Dennis, This SI snafu, which is a big one, and seemed to happen at the same time as the 'planned shutdown' has made me give up! I have to go through posts one at a time instead of ten at a time.
They had this same problem a week or two ago when they had a similar planned shutdown.
Mqurice [my real name - in Belgium on AZERTY computers]
PS: Bear in mind that WSJ.com is only a screen name and Carrie Lee, who claims that is her real name but it might be just a screen name, and claims to be a reporter for WSJ.com is trying to hurt investors. She has perhaps illegally manipulated the media to detract from Globalstar share price and promote her perhaps real book about stock market manipulation - which presumably is instructing people, perhaps illegally, on how to manipulate markets.
You should NOT trust WSJ.com or associated persons who make up things about pixelated people.
Oddly, for a company which self-styles itself as an internet company, WSJ.com has a perverse attitude to the Web. They don't usually, in their paper editions, when identifying people, write "Dennis, who uses Dennis as his name and claims to be a person" when writing about somebody they interviewed in 3D reality who informs them their name is Dennis.

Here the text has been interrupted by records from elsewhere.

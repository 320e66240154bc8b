use std::path::Path;

use ahash::{AHashMap, AHashSet};
use gridsweep_places::LatLng;
use tracing::info;

use super::{EntityStore, PointState, ProgressLedger, Result};
use crate::{
    geometry::haversine_distance_m,
    grid::{PointKey, PointKind, SearchPoint},
};

/// In-memory view of a run, rebuilt from disk at startup and owned by the
/// orchestrator for the rest of the run.
#[derive(Debug, Clone, Default)]
pub struct RunState {
    states: AHashMap<PointKey, PointState>,
    searched_fine_areas: Vec<LatLng>,
    searched_fine_keys: AHashSet<PointKey>,
    known_entity_ids: AHashSet<String>,
}

impl RunState {
    pub fn new() -> Self {
        Self::default()
    }

    /// Replay the progress ledger and the identifier file.
    ///
    /// Fine points already marked complete seed the searched-area index, so proximity
    /// suppression carries over between runs.
    pub fn load(ledger_path: impl AsRef<Path>, ids_path: impl AsRef<Path>) -> Result<Self> {
        let replay = ProgressLedger::replay(ledger_path)?;
        let mut state = Self {
            known_entity_ids: EntityStore::load_ids(ids_path)?,
            ..Self::default()
        };
        for (key, point_state) in replay.states {
            state.set_state(key, point_state);
        }
        info!(
            ledger_lines = replay.lines,
            skipped_lines = replay.skipped,
            completed = state.completed_count(),
            refining = state.refining_count(),
            known_entities = state.known_entity_ids.len(),
            "Loaded run state"
        );
        Ok(state)
    }

    pub fn state_of(&self, point: &SearchPoint) -> PointState {
        self.states.get(&point.key()).copied().unwrap_or_default()
    }

    pub fn is_complete(&self, point: &SearchPoint) -> bool {
        self.state_of(point) == PointState::Complete
    }

    pub fn is_refining(&self, point: &SearchPoint) -> bool {
        self.state_of(point) == PointState::Refining
    }

    pub fn mark(&mut self, point: &SearchPoint, state: PointState) {
        self.set_state(point.key(), state);
    }

    fn set_state(&mut self, key: PointKey, state: PointState) {
        if key.kind() == PointKind::Fine && state == PointState::Complete {
            self.record_fine_area_key(key);
        }
        self.states.insert(key, state);
    }

    pub fn record_fine_area(&mut self, point: &SearchPoint) {
        self.record_fine_area_key(point.key());
    }

    fn record_fine_area_key(&mut self, key: PointKey) {
        if self.searched_fine_keys.insert(key) {
            self.searched_fine_areas.push(key.location());
        }
    }

    /// Whether any searched fine area lies strictly closer than `threshold_m`.
    pub fn near_searched_fine_area(&self, location: LatLng, threshold_m: f64) -> bool {
        self.searched_fine_areas
            .iter()
            .any(|area| haversine_distance_m(*area, location) < threshold_m)
    }

    pub fn searched_fine_areas(&self) -> &[LatLng] {
        &self.searched_fine_areas
    }

    pub fn known_entity_ids(&self) -> &AHashSet<String> {
        &self.known_entity_ids
    }

    pub fn known_entity_ids_mut(&mut self) -> &mut AHashSet<String> {
        &mut self.known_entity_ids
    }

    pub fn completed_count(&self) -> usize {
        self.count(PointState::Complete)
    }

    pub fn refining_count(&self) -> usize {
        self.count(PointState::Refining)
    }

    fn count(&self, state: PointState) -> usize {
        self.states.values().filter(|s| **s == state).count()
    }
}

#[cfg(test)]
mod tests {
    use tempfile::TempDir;

    use super::*;

    #[test]
    fn test_load_rebuilds_states_and_fine_areas() {
        let dir = TempDir::new().unwrap();
        let ledger_path = dir.path().join("progress.txt");
        let ids_path = dir.path().join("ids.txt");

        let coarse = SearchPoint::coarse(52.51, 13.35);
        let fine = SearchPoint::fine(52.511, 13.351);
        let pending_fine = SearchPoint::fine(52.512, 13.352);
        {
            let mut ledger = ProgressLedger::open(&ledger_path).unwrap();
            ledger.record(&coarse, PointState::Refining).unwrap();
            ledger.record(&fine, PointState::Complete).unwrap();
            ledger.record(&pending_fine, PointState::Pending).unwrap();
        }
        std::fs::write(&ids_path, "a\nb\n").unwrap();

        let state = RunState::load(&ledger_path, &ids_path).unwrap();
        assert!(state.is_refining(&coarse));
        assert!(state.is_complete(&fine));
        assert_eq!(state.state_of(&pending_fine), PointState::Pending);
        assert_eq!(state.state_of(&SearchPoint::coarse(0.0, 0.0)), PointState::Pending);
        assert_eq!(state.searched_fine_areas(), &[fine.location()]);
        assert_eq!(state.known_entity_ids().len(), 2);
        assert_eq!(state.completed_count(), 1);
        assert_eq!(state.refining_count(), 1);
    }

    #[test]
    fn test_same_coordinates_different_kind_are_distinct() {
        let mut state = RunState::new();
        state.mark(&SearchPoint::coarse(1.0, 1.0), PointState::Complete);
        assert!(!state.is_complete(&SearchPoint::fine(1.0, 1.0)));
        // Only fine points count as searched areas.
        assert!(state.searched_fine_areas().is_empty());
    }

    #[test]
    fn test_proximity_is_strict() {
        let mut state = RunState::new();
        let fine = SearchPoint::fine(52.5, 13.4);
        state.record_fine_area(&fine);
        state.record_fine_area(&fine);
        assert_eq!(state.searched_fine_areas().len(), 1);

        let nearby = LatLng::new(52.5005, 13.4);
        let d = haversine_distance_m(fine.location(), nearby);
        assert!(state.near_searched_fine_area(nearby, d + 0.01));
        assert!(!state.near_searched_fine_area(nearby, d));
    }
}
use std::{
    fs::{self, File},
    io::{BufRead, BufWriter, Write},
    path::{Path, PathBuf},
};

use ahash::AHashSet;
use tempfile::NamedTempFile;
use tracing::{debug, trace, warn};

use super::{LedgerError, Result, open_append, open_existing};
use crate::aggregate::Entity;

/// Persistence for discovered entities: the append-only identifier file plus one
/// write-once JSON detail record per entity.
#[derive(Debug)]
pub struct EntityStore {
    ids_path: PathBuf,
    ids_file: File,
    details_dir: PathBuf,
}

impl EntityStore {
    pub fn open(ids_path: impl AsRef<Path>, details_dir: impl AsRef<Path>) -> Result<Self> {
        let ids_path = ids_path.as_ref().to_path_buf();
        let details_dir = details_dir.as_ref().to_path_buf();
        fs::create_dir_all(&details_dir).map_err(LedgerError::io(&details_dir))?;
        Ok(Self {
            ids_file: open_append(&ids_path)?,
            ids_path,
            details_dir,
        })
    }

    /// Every identifier recorded so far. A missing file is an empty set.
    pub fn load_ids(ids_path: impl AsRef<Path>) -> Result<AHashSet<String>> {
        let ids_path = ids_path.as_ref();
        let Some(reader) = open_existing(ids_path)? else {
            return Ok(AHashSet::new());
        };
        let mut ids = AHashSet::new();
        for line in reader.lines() {
            let line = line.map_err(LedgerError::io(ids_path))?;
            let id = line.trim();
            if !id.is_empty() {
                ids.insert(id.to_string());
            }
        }
        Ok(ids)
    }

    pub fn ids_path(&self) -> &Path {
        &self.ids_path
    }

    pub fn details_dir(&self) -> &Path {
        &self.details_dir
    }

    pub fn detail_path(&self, entity_id: &str) -> PathBuf {
        self.details_dir.join(format!("{}.json", file_stem(entity_id)))
    }

    /// Append one identifier line.
    pub fn save_id(&mut self, entity_id: &str) -> Result<()> {
        writeln!(self.ids_file, "{entity_id}")
            .and_then(|()| self.ids_file.flush())
            .map_err(LedgerError::io(&self.ids_path))
    }

    /// Write the detail record unless a readable one already exists. Returns whether
    /// a file was written.
    ///
    /// Records are written to a temporary file in the details directory and renamed
    /// into place, so a crash never leaves a partial record under the final name. A
    /// record that does not parse (left by an older, interrupted writer) is replaced.
    pub fn save_detail(&self, entity: &Entity) -> Result<bool> {
        let path = self.detail_path(&entity.entity_id);
        match detail_state(&path) {
            DetailState::Valid => {
                trace!(id = %entity.entity_id, "Detail record already present");
                return Ok(false);
            }
            DetailState::Corrupt => {
                warn!(id = %entity.entity_id, path = ?path, "Replacing unreadable detail record");
            }
            DetailState::Missing => {}
        }

        let mut temp =
            NamedTempFile::new_in(&self.details_dir).map_err(LedgerError::io(&self.details_dir))?;
        let temp_path = temp.path().to_path_buf();
        {
            let mut writer = BufWriter::new(temp.as_file_mut());
            serde_json::to_writer_pretty(&mut writer, entity)?;
            writer.flush().map_err(LedgerError::io(&temp_path))?;
        }
        temp.as_file()
            .sync_all()
            .map_err(LedgerError::io(&temp_path))?;
        temp.persist(&path)
            .map_err(|e| LedgerError::io(&path)(e.error))?;
        Ok(true)
    }

    /// Persist a batch of entities. Detail records are written for every entity not
    /// yet on disk; identifiers new to `known_entity_ids` are appended and added to
    /// it. Returns how many identifiers were new.
    pub fn persist(
        &mut self,
        entities: &[Entity],
        known_entity_ids: &mut AHashSet<String>,
    ) -> Result<usize> {
        let mut new_ids = 0;
        for entity in entities {
            self.save_detail(entity)?;
            if !known_entity_ids.contains(&entity.entity_id) {
                self.save_id(&entity.entity_id)?;
                known_entity_ids.insert(entity.entity_id.clone());
                new_ids += 1;
            }
        }
        if new_ids > 0 {
            debug!(new_ids, total = known_entity_ids.len(), "Persisted entities");
        }
        Ok(new_ids)
    }
}

#[derive(Debug, Clone, Copy, PartialEq, Eq)]
enum DetailState {
    Missing,
    Valid,
    Corrupt,
}

fn detail_state(path: &Path) -> DetailState {
    match fs::read(path) {
        Ok(bytes) if serde_json::from_slice::<serde_json::Value>(&bytes).is_ok() => {
            DetailState::Valid
        }
        Ok(_) => DetailState::Corrupt,
        Err(_) => DetailState::Missing,
    }
}

/// Identifiers are used as file names; anything outside `[A-Za-z0-9_-]` is replaced.
fn file_stem(entity_id: &str) -> String {
    entity_id
        .chars()
        .map(|c| {
            if c.is_ascii_alphanumeric() || c == '-' || c == '_' {
                c
            } else {
                '_'
            }
        })
        .collect()
}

In the internet, there are not yet bots which can write articulate sentences, so they can conclude that anything who writes to them or talks to them is a person, not a cyborg. Just as in real, 3D life, when somebody tells them their name in real, pixelated form, it is their name as reliably as when talking to them by phone or face to face. People lie, so unless they sight a birth certificate or cite a third party who can identify the person, they don't know that the person they are quoting is using a real name.
I shall in future use my real name in pixelated form and lie to reporters when talking to them by phone or in 3D.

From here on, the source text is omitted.